> [TASK ITEM]: Give back every line of the data below exactly.

DATA SUPPLIED section start

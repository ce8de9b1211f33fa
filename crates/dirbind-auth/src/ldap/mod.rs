//! LDAP authentication module
//!
//! Binds end users against one or more directory servers:
//! - Per-endpoint bind strategy (anonymous, simple, SASL)
//! - DIGEST-MD5 and GSS-SPNEGO (NTLMv2) SASL exchanges
//! - Search-then-bind with first-success-wins across endpoints
//! - TLS/STARTTLS support through ldap3

mod adaptor;
mod client;
mod directory;
mod pool;
pub mod sasl;
pub mod strategy;
mod types;

#[cfg(test)]
mod testing;

pub use adaptor::{ErrorReporter, LdapAdaptor, TracingReporter};
pub use client::Ldap3Connector;
pub use directory::{perform_bind, DirectoryConnector, DirectorySession, SaslBindStep, MAX_SASL_ROUNDS};
pub use pool::{Connection, ConnectionPool};
pub use sasl::SaslMechanism;
pub use types::*;
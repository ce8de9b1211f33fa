//! In-memory directory used by the unit tests

use crate::ldap::directory::{DirectoryConnector, DirectorySession, SaslBindStep};
use crate::ldap::types::{DirectoryEntry, EndpointSpec, SearchRequest};
use async_trait::async_trait;
use dirbind_core::{Error, Result};
use parking_lot::Mutex;
use std::collections::HashMap;
use std::sync::Arc;

#[derive(Debug, Clone, PartialEq)]
pub enum Call {
    Connect(String),
    Search {
        host: String,
        base: String,
        filter: String,
    },
    SimpleBind {
        host: String,
        dn: String,
        password: String,
    },
    SaslBind {
        host: String,
        mechanism: String,
        credentials: Vec<u8>,
    },
    Unbind(String),
}

/// Scripted behaviour of one directory server
#[derive(Debug, Clone)]
pub struct ScriptedEndpoint {
    connect_error: Option<String>,
    search_error: Option<String>,
    entries: Vec<DirectoryEntry>,
    accepted: Vec<(String, String)>,
    sasl_challenges: Vec<Vec<u8>>,
    sasl_accepts: bool,
}

impl ScriptedEndpoint {
    /// Accepts anonymous binds and any SASL exchange; searches find nothing.
    pub fn new() -> Self {
        Self {
            connect_error: None,
            search_error: None,
            entries: Vec::new(),
            accepted: vec![(String::new(), String::new())],
            sasl_challenges: Vec::new(),
            sasl_accepts: true,
        }
    }

    pub fn accept(mut self, dn: &str, password: &str) -> Self {
        self.accepted.push((dn.to_string(), password.to_string()));
        self
    }

    pub fn reject_anonymous(mut self) -> Self {
        self.accepted.retain(|(dn, _)| !dn.is_empty());
        self
    }

    pub fn entries(mut self, entries: Vec<DirectoryEntry>) -> Self {
        self.entries = entries;
        self
    }

    pub fn search_error(mut self, message: &str) -> Self {
        self.search_error = Some(message.to_string());
        self
    }

    pub fn connect_error(mut self, message: &str) -> Self {
        self.connect_error = Some(message.to_string());
        self
    }

    /// Every SASL exchange sees these challenges in order, then the verdict.
    pub fn sasl(mut self, challenges: Vec<Vec<u8>>, accepts: bool) -> Self {
        self.sasl_challenges = challenges;
        self.sasl_accepts = accepts;
        self
    }
}

#[derive(Debug, Default)]
pub struct ScriptedDirectory {
    endpoints: HashMap<String, ScriptedEndpoint>,
    calls: Arc<Mutex<Vec<Call>>>,
    no_sasl: bool,
}

impl ScriptedDirectory {
    pub fn new() -> Self {
        Self::default()
    }

    pub fn endpoint(mut self, host: &str, script: ScriptedEndpoint) -> Self {
        self.endpoints.insert(host.to_string(), script);
        self
    }

    /// Behave like a transport that cannot carry SASL binds.
    pub fn without_sasl(mut self) -> Self {
        self.no_sasl = true;
        self
    }

    /// Open a session directly, bypassing the connector.
    pub fn session(&self, host: &str) -> Box<dyn DirectorySession> {
        Box::new(ScriptedSession {
            host: host.to_string(),
            script: self
                .endpoints
                .get(host)
                .cloned()
                .unwrap_or_else(ScriptedEndpoint::new),
            calls: self.calls.clone(),
            round: 0,
        })
    }

    pub fn calls(&self) -> Vec<Call> {
        self.calls.lock().clone()
    }

    pub fn count(&self, predicate: impl Fn(&Call) -> bool) -> usize {
        self.calls.lock().iter().filter(|call| predicate(*call)).count()
    }

    pub fn searches(&self) -> Vec<(String, String, String)> {
        self.calls()
            .into_iter()
            .filter_map(|call| match call {
                Call::Search { host, base, filter } => Some((host, base, filter)),
                _ => None,
            })
            .collect()
    }
}

#[async_trait]
impl DirectoryConnector for ScriptedDirectory {
    async fn connect(&self, endpoint: &EndpointSpec) -> Result<Box<dyn DirectorySession>> {
        let host = endpoint.host().to_string();
        self.calls.lock().push(Call::Connect(host.clone()));

        match self.endpoints.get(&host) {
            None => Err(Error::Directory(format!("no route to {}", host))),
            Some(script) => match &script.connect_error {
                Some(message) => Err(Error::Directory(message.clone())),
                None => Ok(self.session(&host)),
            },
        }
    }

    fn supports_sasl(&self) -> bool {
        !self.no_sasl
    }
}

struct ScriptedSession {
    host: String,
    script: ScriptedEndpoint,
    calls: Arc<Mutex<Vec<Call>>>,
    round: usize,
}

#[async_trait]
impl DirectorySession for ScriptedSession {
    async fn search(&mut self, request: &SearchRequest) -> Result<Vec<DirectoryEntry>> {
        self.calls.lock().push(Call::Search {
            host: self.host.clone(),
            base: request.base.clone(),
            filter: request.filter.to_string(),
        });

        if let Some(message) = &self.script.search_error {
            return Err(Error::Directory(message.clone()));
        }

        let mut entries = self.script.entries.clone();
        if let Some(limit) = request.size_limit.filter(|limit| *limit > 0) {
            entries.truncate(limit as usize);
        }
        Ok(entries)
    }

    async fn simple_bind(&mut self, dn: &str, password: &str) -> Result<bool> {
        self.calls.lock().push(Call::SimpleBind {
            host: self.host.clone(),
            dn: dn.to_string(),
            password: password.to_string(),
        });

        Ok(self
            .script
            .accepted
            .iter()
            .any(|(d, p)| d == dn && p == password))
    }

    async fn sasl_bind(&mut self, mechanism: &str, credentials: &[u8]) -> Result<SaslBindStep> {
        self.calls.lock().push(Call::SaslBind {
            host: self.host.clone(),
            mechanism: mechanism.to_string(),
            credentials: credentials.to_vec(),
        });

        if let Some(challenge) = self.script.sasl_challenges.get(self.round) {
            self.round += 1;
            return Ok(SaslBindStep::Challenge(challenge.clone()));
        }

        self.round = 0;
        Ok(SaslBindStep::Done(self.script.sasl_accepts))
    }

    async fn unbind(&mut self) -> Result<()> {
        self.calls.lock().push(Call::Unbind(self.host.clone()));
        Ok(())
    }
}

DATA SUPPLIED section end

> [SOLUTION FOR THIS TASK]:
repository ce8de9b1211f33fa
filename crates/dirbind-auth/src/ldap/mod.rs
//! LDAP authentication module
//!
//! Binds end users against one or more directory servers:
//! - Per-endpoint bind strategy (anonymous, simple, SASL)
//! - DIGEST-MD5 and GSS-SPNEGO (NTLMv2) SASL exchanges
//! - Search-then-bind with first-success-wins across endpoints
//! - TLS/STARTTLS support through ldap3

mod adaptor;
mod client;
mod directory;
mod pool;
pub mod sasl;
pub mod strategy;
mod types;

#[cfg(test)]
mod testing;

pub use adaptor::{ErrorReporter, LdapAdaptor, TracingReporter};
pub use client::Ldap3Connector;
pub use directory::{perform_bind, DirectoryConnector, DirectorySession, SaslBindStep, MAX_SASL_ROUNDS};
pub use pool::{Connection, ConnectionPool};
pub use sasl::SaslMechanism;
pub use types::*;
repository ce8de9b1211f33fa
//! In-memory directory used by the unit tests

use crate::ldap::directory::{DirectoryConnector, DirectorySession, SaslBindStep};
use crate::ldap::types::{DirectoryEntry, EndpointSpec, SearchRequest};
use async_trait::async_trait;
use dirbind_core::{Error, Result};
use parking_lot::Mutex;
use std::collections::HashMap;
use std::sync::Arc;

#[derive(Debug, Clone, PartialEq)]
pub enum Call {
    Connect(String),
    Search {
        host: String,
        base: String,
        filter: String,
    },
    SimpleBind {
        host: String,
        dn: String,
        password: String,
    },
    SaslBind {
        host: String,
        mechanism: String,
        credentials: Vec<u8>,
    },
    Unbind(String),
}

/// Scripted behaviour of one directory server
#[derive(Debug, Clone)]
pub struct ScriptedEndpoint {
    connect_error: Option<String>,
    search_error: Option<String>,
    entries: Vec<DirectoryEntry>,
    accepted: Vec<(String, String)>,
    sasl_challenges: Vec<Vec<u8>>,
    sasl_accepts: bool,
}

impl ScriptedEndpoint {
    /// Accepts anonymous binds and any SASL exchange; searches find nothing.
    pub fn new() -> Self {
        Self {
            connect_error: None,
            search_error: None,
            entries: Vec::new(),
            accepted: vec![(String::new(), String::new())],
            sasl_challenges: Vec::new(),
            sasl_accepts: true,
        }
    }

    pub fn accept(mut self, dn: &str, password: &str) -> Self {
        self.accepted.push((dn.to_string(), password.to_string()));
        self
    }

    pub fn reject_anonymous(mut self) -> Self {
        self.accepted.retain(|(dn, _)| !dn.is_empty());
        self
    }

    pub fn entries(mut self, entries: Vec<DirectoryEntry>) -> Self {
        self.entries = entries;
        self
    }

    pub fn search_error(mut self, message: &str) -> Self {
        self.search_error = Some(message.to_string());
        self
    }

    pub fn connect_error(mut self, message: &str) -> Self {
        self.connect_error = Some(message.to_string());
        self
    }

    /// Every SASL exchange sees these challenges in order, then the verdict.
    pub fn sasl(mut self, challenges: Vec<Vec<u8>>, accepts: bool) -> Self {
        self.sasl_challenges = challenges;
        self.sasl_accepts = accepts;
        self
    }
}

#[derive(Debug, Default)]
pub struct ScriptedDirectory {
    endpoints: HashMap<String, ScriptedEndpoint>,
    calls: Arc<Mutex<Vec<Call>>>,
    no_sasl: bool,
}

impl ScriptedDirectory {
    pub fn new() -> Self {
        Self::default()
    }

    pub fn endpoint(mut self, host: &str, script: ScriptedEndpoint) -> Self {
        self.endpoints.insert(host.to_string(), script);
        self
    }

    /// Behave like a transport that cannot carry SASL binds.
    pub fn without_sasl(mut self) -> Self {
        self.no_sasl = true;
        self
    }

    /// Open a session directly, bypassing the connector.
    pub fn session(&self, host: &str) -> Box<dyn DirectorySession> {
        Box::new(ScriptedSession {
            host: host.to_string(),
            script: self
                .endpoints
                .get(host)
                .cloned()
                .unwrap_or_else(ScriptedEndpoint::new),
            calls: self.calls.clone(),
            round: 0,
        })
    }

    pub fn calls(&self) -> Vec<Call> {
        self.calls.lock().clone()
    }

    pub fn count(&self, predicate: impl Fn(&Call) -> bool) -> usize {
        self.calls.lock().iter().filter(|call| predicate(*call)).count()
    }

    pub fn searches(&self) -> Vec<(String, String, String)> {
        self.calls()
            .into_iter()
            .filter_map(|call| match call {
                Call::Search { host, base, filter } => Some((host, base, filter)),
                _ => None,
            })
            .collect()
    }
}

#[async_trait]
impl DirectoryConnector for ScriptedDirectory {
    async fn connect(&self, endpoint: &EndpointSpec) -> Result<Box<dyn DirectorySession>> {
        let host = endpoint.host().to_string();
        self.calls.lock().push(Call::Connect(host.clone()));

        match self.endpoints.get(&host) {
            None => Err(Error::Directory(format!("no route to {}", host))),
            Some(script) => match &script.connect_error {
                Some(message) => Err(Error::Directory(message.clone())),
                None => Ok(self.session(&host)),
            },
        }
    }

    fn supports_sasl(&self) -> bool {
        !self.no_sasl
    }
}

struct ScriptedSession {
    host: String,
    script: ScriptedEndpoint,
    calls: Arc<Mutex<Vec<Call>>>,
    round: usize,
}

#[async_trait]
impl DirectorySession for ScriptedSession {
    async fn search(&mut self, request: &SearchRequest) -> Result<Vec<DirectoryEntry>> {
        self.calls.lock().push(Call::Search {
            host: self.host.clone(),
            base: request.base.clone(),
            filter: request.filter.to_string(),
        });

        if let Some(message) = &self.script.search_error {
            return Err(Error::Directory(message.clone()));
        }

        let mut entries = self.script.entries.clone();
        if let Some(limit) = request.size_limit.filter(|limit| *limit > 0) {
            entries.truncate(limit as usize);
        }
        Ok(entries)
    }

    async fn simple_bind(&mut self, dn: &str, password: &str) -> Result<bool> {
        self.calls.lock().push(Call::SimpleBind {
            host: self.host.clone(),
            dn: dn.to_string(),
            password: password.to_string(),
        });

        Ok(self
            .script
            .accepted
            .iter()
            .any(|(d, p)| d == dn && p == password))
    }

    async fn sasl_bind(&mut self, mechanism: &str, credentials: &[u8]) -> Result<SaslBindStep> {
        self.calls.lock().push(Call::SaslBind {
            host: self.host.clone(),
            mechanism: mechanism.to_string(),
            credentials: credentials.to_vec(),
        });

        if let Some(challenge) = self.script.sasl_challenges.get(self.round) {
            self.round += 1;
            return Ok(SaslBindStep::Challenge(challenge.clone()));
        }

        self.round = 0;
        Ok(SaslBindStep::Done(self.script.sasl_accepts))
    }

    async fn unbind(&mut self) -> Result<()> {
        self.calls.lock().push(Call::Unbind(self.host.clone()));
        Ok(())
    }
}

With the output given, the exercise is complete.